If you’ve seen the trailer, you’ll know the story. Spoiled rich kid (Seth Rogan, who also co-wrote) inherits family newspaper business after death of father. Wanting to ‘put a bit back’ he teams up with sidekick (Jay Chou as Kato, a role iconically ‘owned’ by Bruce Lee in the original TV series) to become a DIY superhero, posing as a villain to secretly do good, all the while pumping up his alter-ego’s profile via his own newspaper leading to conflict with local organised crime figure (Cristoph Waltz). A potential love interest (Cameron Diaz) hovers in the background, doing little.
Watching Knocked Up I came the conclusion that Seth Rogan - who is fine in small doses – cannot hold a film together. His stoner-slacker-wisecracker acting persona is funny but fundamentally limited. My view has not changed. I enjoyed the shtick for the first half hour our so – and it’s fair to say that Rogan and ‘international superstar’ Chou have good chemistry – but he just doesn’t have the range or the charisma to carry a lead role like this. The obvious and unflattering comparison is with Robert Downey Jr., a great success in the Iron Man franchise which was/is similarly silly and has a vaguely similar premise (i.e. droll rich person with no supernatural abilities becomes superhero).
For the record, I don’t dislike Rogan – though he is a one-note performer, that one note is generally played well – but he is out of his depth here as the Hornet. Nor is there a show-stealing villain; Cristoph Waltz – so good as the Jew-hunting SS colonel in Inglourious Basterds – makes an extremely disappointing Hollywood debut despite a promising faceoff with a young pretender (James Franco, uncredited) in the film’s opening set piece.
Jay Chou is a highlight and will surely go on to better things in Hollywood. However, his Kato never really settles into the sidekick role – he combines Alfred, Robin and Bruce Wayne in one character – and the confused competition with Rogan for the affections of Cameron Diaz (in the unlikely role of interning newshound) falls flat.
Oddly, perhaps because of the presence of Diaz (or maybe those green hues throughout), the film that this reminded me most of was The Mask, another big-budget action-comedy, albeit one with a more transgressive sense of humour and a much more capable lead in Jim Carrey. The Mask also had groundbreaking visual effects; The Green Hornet is undeniably well put together visually, but lacks soul, spirit and genuine invention.
Oh, and there’s the dreaded 3D. I’ve been agnostic on the issue for a while – I didn’t mind it in Piranha 3D and Jackass 3D (surely the kind of films it is designed for), didn’t really notice it in Toy Story 3, and actively hated it in Alice in Wonderland (a pretty awful film that is made even worse by the extra dimension). It is utterly pointless in The Green Hornet. I wouldn’t mind, were it not for two points: firstly, as a glasses-wearer having to put the 3D specs over my normal glasses top is a bit of a pain, and secondly, even with my sweet pay-monthly deal I’m still charged a solid quid-fifty extra to watch in 3D.
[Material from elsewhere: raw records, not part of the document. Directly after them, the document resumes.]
// SPDX-License-Identifier: BUSL-1.1
// Copyright (c) 2026 Alfred Jean LLC

//! Backend HTTP API: job fetch, result upload, service registration.

mod http;

pub use http::HttpBackendClient;

#[cfg(any(test, feature = "test-support"))]
mod fake;
#[cfg(any(test, feature = "test-support"))]
pub use fake::{BackendCall, FakeBackendClient};

use async_trait::async_trait;
use farm_core::{Job, PlatformKind, ServiceId};
use std::path::Path;
use thiserror::Error;

/// Errors from backend API operations.
#[derive(Debug, Error)]
pub enum BackendError {
    #[error("request failed: {0}")]
    Request(String),
    #[error("backend returned {status}: {body}")]
    Status { status: u16, body: String },
    #[error("malformed response: {0}")]
    Malformed(String),
}

/// The outcome payload posted for one job, carrying both an internal
/// (staff-facing) and a public (end-user-facing) message on failure.
#[derive(Debug, Clone)]
pub struct ResultPayload<'a> {
    pub platform: PlatformKind,
    pub user_error: Option<String>,
    pub staff_error: Option<String>,
    pub machine: String,
    /// Path to the produced artifact ZIP, attached as `result`. Skipped if absent.
    pub result_path: Option<&'a Path>,
    /// Path to the captured build log, attached as `log`. Skipped if absent.
    pub log_path: Option<&'a Path>,
}

/// Client for the backend's job-fetch, result-upload, and registration API.
#[async_trait]
pub trait BackendClient: Send + Sync + 'static {
    /// `POST /api/v1/compilation` — fetch the next queued job for one of the
    /// given platforms. The backend returns the job body directly.
    async fn fetch_job(&self, platforms: &[PlatformKind]) -> Result<Job, BackendError>;

    /// `POST /api/v1/compilation/{code}` — multipart result upload.
    async fn post_result(&self, code: &str, payload: ResultPayload<'_>) -> Result<(), BackendError>;

    /// `POST /api/v1/compilers` — announce this host.
    async fn register_host(&self, host: &str, ip: &str, os: &str) -> Result<(), BackendError>;

    /// `POST /api/v1/compilers/{ip}` — announce one service on this host.
    async fn register_service(&self, ip: &str, service_id: &ServiceId) -> Result<(), BackendError>;

    /// `POST /api/v1/compilers/{ip}/{service_id}/heartbeat`.
    async fn heartbeat(&self, ip: &str, service_id: &ServiceId) -> Result<(), BackendError>;

    /// `DELETE /api/v1/compilers/{ip}/{service_id}`.
    async fn deregister(&self, ip: &str, service_id: &ServiceId) -> Result<(), BackendError>;
}
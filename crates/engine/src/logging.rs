// SPDX-License-Identifier: BUSL-1.1
// Copyright (c) 2026 Alfred Jean LLC

//! Shared helper for running a native-tool subprocess and appending its
//! combined stdout/stderr to a workspace's `cordova.log`, used by every
//! pipeline stage and platform backend so the log always has a full
//! record of what ran regardless of which step failed.

use std::path::Path;
use std::process::Output;
use std::time::Duration;

use farm_adapters::subprocess::run_with_timeout;
use tokio::io::AsyncWriteExt;
use tokio::process::Command;

use crate::error::BuildError;

/// Run `bin args...` in `cwd`, append its output to `log_path`, and error
/// (with `msg_public` set to a generic "failed while {description}") if
/// it exits non-zero or times out.
pub async fn run_logged(
    bin: &Path,
    args: &[&str],
    cwd: &Path,
    log_path: &Path,
    timeout: Duration,
    description: &str,
) -> Result<(), BuildError> {
    let output = run_logged_capture(bin, args, cwd, log_path, timeout, description).await?;
    if !output.status.success() {
        return Err(BuildError::new(
            format!("{description} exited with {:?}", output.status.code()),
            format!("Failed while {description}."),
        ));
    }
    Ok(())
}

/// Same as [`run_logged`], but returns the captured `Output` even on a
/// non-zero exit rather than erroring, for callers that need to inspect
/// stdout themselves (e.g. extracting a provisioning profile UUID).
pub async fn run_logged_capture(
    bin: &Path,
    args: &[&str],
    cwd: &Path,
    log_path: &Path,
    timeout: Duration,
    description: &str,
) -> Result<Output, BuildError> {
    let mut cmd = Command::new(bin);
    cmd.args(args).current_dir(cwd);
    let output = run_with_timeout(cmd, timeout, description)
        .await
        .map_err(|e| BuildError::new(e, format!("Failed while {description}.")))?;

    append_log(log_path, &output.stdout).await?;
    append_log(log_path, &output.stderr).await?;
    Ok(output)
}

async fn append_log(log_path: &Path, bytes: &[u8]) -> Result<(), BuildError> {
    if bytes.is_empty() {
        return Ok(());
    }
    let mut file = tokio::fs::OpenOptions::new()
        .create(true)
        .append(true)
        .open(log_path)
        .await
        .map_err(|e| BuildError::from_stage("build", e))?;
    file.write_all(bytes)
        .await
        .map_err(|e| BuildError::from_stage("build", e))?;
    Ok(())
}

#[cfg(test)]
#[path = "logging_tests.rs"]
mod tests;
A note on the director, Michel Gondry. I’ve been a big fan of his from his music video days, and I’ve enjoyed his feature films (especially Be Kind Rewind which seems to capture his aesthetic and humour perfectly). While there are a few blink-and-you’ll-miss-‘em Gondry touches in the visual effects and set design, this is clearly not his film. In fact, the whole project reeks of excessive studio intervention (mucking about with the release date, whispers of poor reception in test screenings, the late decision to retrofit into 3D)
Surprising, then, that the film has apparently proven to be fairly successful at box-office, in the US at least. To be sure, it has little competition in January and the fanboys will watch it regardless of critical reception. However, I predict that the sub-par performances, uninspiring story and disappointing visuals will garner poor word-of-mouth followed by a precipitous drop out of the top ten.
Early-afternoon screening on weekend of release. Fairly busy in one of the larger theatres, generally groups of friends in late-teens & early twenties. We were treated to two visits from the hi-vis bouncer.